Nothing but a number is wanted here: the tally of lines in the material below that include "AtomicBool".
──────── TASK INPUT ────────
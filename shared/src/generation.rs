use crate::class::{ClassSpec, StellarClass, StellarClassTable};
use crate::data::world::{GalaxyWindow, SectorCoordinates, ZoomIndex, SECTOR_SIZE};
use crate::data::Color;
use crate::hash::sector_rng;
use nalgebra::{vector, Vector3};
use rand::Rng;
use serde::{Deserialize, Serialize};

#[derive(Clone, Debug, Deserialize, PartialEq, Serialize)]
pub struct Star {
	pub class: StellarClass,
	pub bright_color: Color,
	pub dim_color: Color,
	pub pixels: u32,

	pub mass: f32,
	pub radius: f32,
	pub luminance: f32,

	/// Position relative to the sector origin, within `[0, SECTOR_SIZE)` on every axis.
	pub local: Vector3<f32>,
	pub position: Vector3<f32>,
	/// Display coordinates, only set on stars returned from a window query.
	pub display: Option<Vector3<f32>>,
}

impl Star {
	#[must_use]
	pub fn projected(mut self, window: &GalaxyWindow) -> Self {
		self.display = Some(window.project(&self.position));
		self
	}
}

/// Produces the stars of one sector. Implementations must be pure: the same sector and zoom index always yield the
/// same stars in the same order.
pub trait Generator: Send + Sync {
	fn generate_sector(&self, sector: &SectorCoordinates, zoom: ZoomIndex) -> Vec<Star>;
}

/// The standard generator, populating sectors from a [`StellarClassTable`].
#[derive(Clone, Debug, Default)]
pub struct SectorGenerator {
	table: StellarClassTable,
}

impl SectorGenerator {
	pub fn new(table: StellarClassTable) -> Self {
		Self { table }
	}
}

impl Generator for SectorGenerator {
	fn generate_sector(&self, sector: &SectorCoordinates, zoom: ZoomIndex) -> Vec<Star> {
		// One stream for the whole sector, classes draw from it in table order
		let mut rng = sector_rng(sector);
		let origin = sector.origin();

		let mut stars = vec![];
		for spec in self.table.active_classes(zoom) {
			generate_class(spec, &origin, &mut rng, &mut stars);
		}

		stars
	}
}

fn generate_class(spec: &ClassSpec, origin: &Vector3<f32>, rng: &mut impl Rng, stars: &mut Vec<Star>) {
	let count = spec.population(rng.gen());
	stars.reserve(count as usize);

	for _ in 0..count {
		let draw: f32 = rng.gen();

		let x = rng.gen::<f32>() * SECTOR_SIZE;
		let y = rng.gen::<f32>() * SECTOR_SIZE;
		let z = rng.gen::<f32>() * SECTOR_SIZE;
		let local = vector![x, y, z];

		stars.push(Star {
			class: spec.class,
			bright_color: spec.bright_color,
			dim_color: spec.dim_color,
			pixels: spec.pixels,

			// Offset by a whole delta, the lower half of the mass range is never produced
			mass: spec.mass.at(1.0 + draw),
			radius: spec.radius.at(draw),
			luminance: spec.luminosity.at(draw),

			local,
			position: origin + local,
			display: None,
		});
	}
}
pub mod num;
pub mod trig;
────────
──────── TASK INPUT ────────
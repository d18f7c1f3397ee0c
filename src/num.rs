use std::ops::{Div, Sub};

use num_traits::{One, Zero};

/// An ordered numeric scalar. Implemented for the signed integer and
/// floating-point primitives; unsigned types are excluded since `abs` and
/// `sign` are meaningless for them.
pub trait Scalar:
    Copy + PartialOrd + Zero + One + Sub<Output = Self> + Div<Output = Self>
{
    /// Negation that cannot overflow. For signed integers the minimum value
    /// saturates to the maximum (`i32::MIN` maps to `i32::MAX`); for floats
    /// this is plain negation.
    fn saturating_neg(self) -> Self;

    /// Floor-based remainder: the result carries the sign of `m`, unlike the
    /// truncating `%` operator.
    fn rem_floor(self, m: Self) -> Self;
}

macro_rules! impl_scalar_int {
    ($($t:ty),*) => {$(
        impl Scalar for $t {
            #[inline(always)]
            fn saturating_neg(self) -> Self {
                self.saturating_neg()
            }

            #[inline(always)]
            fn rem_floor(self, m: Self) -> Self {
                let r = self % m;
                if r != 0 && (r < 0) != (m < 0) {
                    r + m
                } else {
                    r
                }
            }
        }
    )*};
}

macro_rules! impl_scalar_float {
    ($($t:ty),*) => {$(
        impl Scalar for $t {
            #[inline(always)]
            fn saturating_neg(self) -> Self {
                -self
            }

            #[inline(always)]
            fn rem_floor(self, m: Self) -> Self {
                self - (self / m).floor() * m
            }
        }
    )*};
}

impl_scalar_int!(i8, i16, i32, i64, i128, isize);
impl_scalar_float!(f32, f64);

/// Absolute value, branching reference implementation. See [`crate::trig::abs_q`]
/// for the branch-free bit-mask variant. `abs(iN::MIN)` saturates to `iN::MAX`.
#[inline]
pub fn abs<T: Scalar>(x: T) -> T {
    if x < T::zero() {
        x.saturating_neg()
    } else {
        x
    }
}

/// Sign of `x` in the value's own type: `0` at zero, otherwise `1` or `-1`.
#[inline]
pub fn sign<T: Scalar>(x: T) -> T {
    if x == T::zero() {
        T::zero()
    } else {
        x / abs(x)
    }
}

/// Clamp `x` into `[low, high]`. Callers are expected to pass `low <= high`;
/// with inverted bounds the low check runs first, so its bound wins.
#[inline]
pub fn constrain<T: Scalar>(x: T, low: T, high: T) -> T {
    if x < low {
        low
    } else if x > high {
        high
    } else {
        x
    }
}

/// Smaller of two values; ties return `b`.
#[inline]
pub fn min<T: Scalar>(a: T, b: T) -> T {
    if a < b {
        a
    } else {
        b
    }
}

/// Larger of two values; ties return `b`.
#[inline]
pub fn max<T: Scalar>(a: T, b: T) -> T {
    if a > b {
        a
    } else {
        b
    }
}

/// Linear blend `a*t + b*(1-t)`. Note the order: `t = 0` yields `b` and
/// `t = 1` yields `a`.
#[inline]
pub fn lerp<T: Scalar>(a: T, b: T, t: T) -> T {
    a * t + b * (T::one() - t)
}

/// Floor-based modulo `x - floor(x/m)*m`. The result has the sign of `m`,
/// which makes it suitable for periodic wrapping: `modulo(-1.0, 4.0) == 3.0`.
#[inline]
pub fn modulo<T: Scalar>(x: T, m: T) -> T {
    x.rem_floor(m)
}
────────
──────── TASK INPUT ────────
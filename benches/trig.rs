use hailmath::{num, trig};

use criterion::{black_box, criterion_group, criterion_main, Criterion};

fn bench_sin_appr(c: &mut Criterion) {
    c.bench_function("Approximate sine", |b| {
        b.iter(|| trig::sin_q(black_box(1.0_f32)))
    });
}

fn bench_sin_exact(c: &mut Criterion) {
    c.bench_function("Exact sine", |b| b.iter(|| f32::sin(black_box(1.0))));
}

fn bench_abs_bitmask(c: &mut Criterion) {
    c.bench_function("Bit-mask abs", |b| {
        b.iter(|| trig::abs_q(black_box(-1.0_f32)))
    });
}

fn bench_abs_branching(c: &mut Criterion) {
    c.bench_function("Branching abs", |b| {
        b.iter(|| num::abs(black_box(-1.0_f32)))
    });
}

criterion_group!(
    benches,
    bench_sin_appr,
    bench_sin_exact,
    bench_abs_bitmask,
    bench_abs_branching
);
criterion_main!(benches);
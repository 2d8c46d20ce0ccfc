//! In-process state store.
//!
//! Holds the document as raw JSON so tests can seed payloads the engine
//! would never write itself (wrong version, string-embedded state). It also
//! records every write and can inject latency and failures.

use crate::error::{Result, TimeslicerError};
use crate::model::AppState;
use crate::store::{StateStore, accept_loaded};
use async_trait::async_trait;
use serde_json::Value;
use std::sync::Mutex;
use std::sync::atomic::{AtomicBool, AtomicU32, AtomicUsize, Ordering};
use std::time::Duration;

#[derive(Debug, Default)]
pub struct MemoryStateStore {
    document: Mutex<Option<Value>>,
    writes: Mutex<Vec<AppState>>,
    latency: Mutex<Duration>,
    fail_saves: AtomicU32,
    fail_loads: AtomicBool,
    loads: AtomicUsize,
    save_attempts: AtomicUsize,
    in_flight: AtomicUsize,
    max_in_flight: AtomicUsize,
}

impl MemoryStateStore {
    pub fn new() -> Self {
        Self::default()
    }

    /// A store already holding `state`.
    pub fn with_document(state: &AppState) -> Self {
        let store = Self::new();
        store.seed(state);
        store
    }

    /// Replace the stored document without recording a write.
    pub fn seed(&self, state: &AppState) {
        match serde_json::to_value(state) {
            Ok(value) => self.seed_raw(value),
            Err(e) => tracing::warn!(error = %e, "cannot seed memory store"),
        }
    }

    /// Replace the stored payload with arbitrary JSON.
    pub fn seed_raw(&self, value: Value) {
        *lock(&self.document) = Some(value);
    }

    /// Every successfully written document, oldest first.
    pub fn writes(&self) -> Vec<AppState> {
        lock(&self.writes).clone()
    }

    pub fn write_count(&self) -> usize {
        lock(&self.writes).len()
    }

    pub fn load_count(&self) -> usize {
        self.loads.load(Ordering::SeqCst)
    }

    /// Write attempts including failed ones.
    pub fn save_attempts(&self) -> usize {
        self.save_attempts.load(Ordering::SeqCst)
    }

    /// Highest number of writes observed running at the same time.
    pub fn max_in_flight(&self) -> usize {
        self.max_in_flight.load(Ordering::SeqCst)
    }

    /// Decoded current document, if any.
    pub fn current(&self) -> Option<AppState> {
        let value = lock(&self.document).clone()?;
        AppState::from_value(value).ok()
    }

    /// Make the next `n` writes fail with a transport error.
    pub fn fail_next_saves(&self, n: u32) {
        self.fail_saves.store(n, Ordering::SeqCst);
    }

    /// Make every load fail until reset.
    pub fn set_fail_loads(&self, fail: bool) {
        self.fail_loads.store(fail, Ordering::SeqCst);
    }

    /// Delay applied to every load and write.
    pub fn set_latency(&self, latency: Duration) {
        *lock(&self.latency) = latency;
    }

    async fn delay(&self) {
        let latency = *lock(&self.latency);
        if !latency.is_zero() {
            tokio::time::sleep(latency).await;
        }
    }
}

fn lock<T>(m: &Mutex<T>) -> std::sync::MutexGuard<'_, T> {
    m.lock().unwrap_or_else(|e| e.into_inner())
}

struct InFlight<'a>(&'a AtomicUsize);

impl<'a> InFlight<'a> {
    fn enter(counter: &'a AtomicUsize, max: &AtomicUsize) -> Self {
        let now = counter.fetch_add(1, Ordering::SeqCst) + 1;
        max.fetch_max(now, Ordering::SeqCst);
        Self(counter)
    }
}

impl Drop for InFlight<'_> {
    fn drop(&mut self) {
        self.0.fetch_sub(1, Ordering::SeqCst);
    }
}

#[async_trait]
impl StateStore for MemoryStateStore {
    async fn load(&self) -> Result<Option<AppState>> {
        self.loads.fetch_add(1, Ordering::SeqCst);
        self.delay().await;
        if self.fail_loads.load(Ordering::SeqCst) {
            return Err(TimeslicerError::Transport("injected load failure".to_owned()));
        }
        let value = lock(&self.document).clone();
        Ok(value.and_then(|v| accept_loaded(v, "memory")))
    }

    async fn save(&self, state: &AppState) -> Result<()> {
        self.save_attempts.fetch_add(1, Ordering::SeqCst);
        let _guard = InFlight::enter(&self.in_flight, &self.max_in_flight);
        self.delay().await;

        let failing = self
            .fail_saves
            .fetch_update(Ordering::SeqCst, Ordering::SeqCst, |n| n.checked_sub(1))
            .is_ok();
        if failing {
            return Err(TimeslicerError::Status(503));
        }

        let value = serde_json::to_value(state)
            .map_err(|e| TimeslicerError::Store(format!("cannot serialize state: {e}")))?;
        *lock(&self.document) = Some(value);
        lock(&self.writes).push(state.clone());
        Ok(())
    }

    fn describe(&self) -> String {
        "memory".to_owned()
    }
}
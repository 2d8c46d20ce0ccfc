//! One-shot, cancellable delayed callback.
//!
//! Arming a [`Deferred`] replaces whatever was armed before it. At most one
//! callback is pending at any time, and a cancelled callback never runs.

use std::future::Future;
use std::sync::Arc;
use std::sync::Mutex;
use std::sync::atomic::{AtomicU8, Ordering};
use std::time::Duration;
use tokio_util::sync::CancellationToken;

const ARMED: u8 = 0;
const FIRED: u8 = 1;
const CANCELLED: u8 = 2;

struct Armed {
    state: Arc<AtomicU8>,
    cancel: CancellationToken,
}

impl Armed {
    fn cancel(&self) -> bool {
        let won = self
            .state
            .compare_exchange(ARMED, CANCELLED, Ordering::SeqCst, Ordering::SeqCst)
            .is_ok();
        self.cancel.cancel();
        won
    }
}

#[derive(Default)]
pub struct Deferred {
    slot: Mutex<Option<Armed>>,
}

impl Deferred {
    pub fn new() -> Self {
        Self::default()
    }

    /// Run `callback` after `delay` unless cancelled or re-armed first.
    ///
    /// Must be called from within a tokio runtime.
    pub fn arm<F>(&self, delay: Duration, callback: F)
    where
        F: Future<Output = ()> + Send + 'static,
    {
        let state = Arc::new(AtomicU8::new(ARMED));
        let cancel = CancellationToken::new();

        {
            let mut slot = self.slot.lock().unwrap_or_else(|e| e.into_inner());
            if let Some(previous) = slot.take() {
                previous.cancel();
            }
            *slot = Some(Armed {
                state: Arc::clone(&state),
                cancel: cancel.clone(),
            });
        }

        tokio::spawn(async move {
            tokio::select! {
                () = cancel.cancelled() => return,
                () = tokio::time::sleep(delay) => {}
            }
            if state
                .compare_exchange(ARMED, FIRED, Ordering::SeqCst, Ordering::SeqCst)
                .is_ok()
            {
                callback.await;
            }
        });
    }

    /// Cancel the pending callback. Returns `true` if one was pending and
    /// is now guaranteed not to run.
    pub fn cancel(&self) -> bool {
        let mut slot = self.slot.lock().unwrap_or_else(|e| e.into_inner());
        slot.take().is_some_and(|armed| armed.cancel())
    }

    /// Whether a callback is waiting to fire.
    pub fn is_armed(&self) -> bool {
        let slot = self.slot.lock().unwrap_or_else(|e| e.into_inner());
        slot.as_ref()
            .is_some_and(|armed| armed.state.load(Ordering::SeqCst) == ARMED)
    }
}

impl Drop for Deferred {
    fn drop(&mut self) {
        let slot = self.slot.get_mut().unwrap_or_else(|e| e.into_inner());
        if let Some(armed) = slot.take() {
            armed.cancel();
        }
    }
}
────────
→ SOLUTION FOR THIS TASK:
2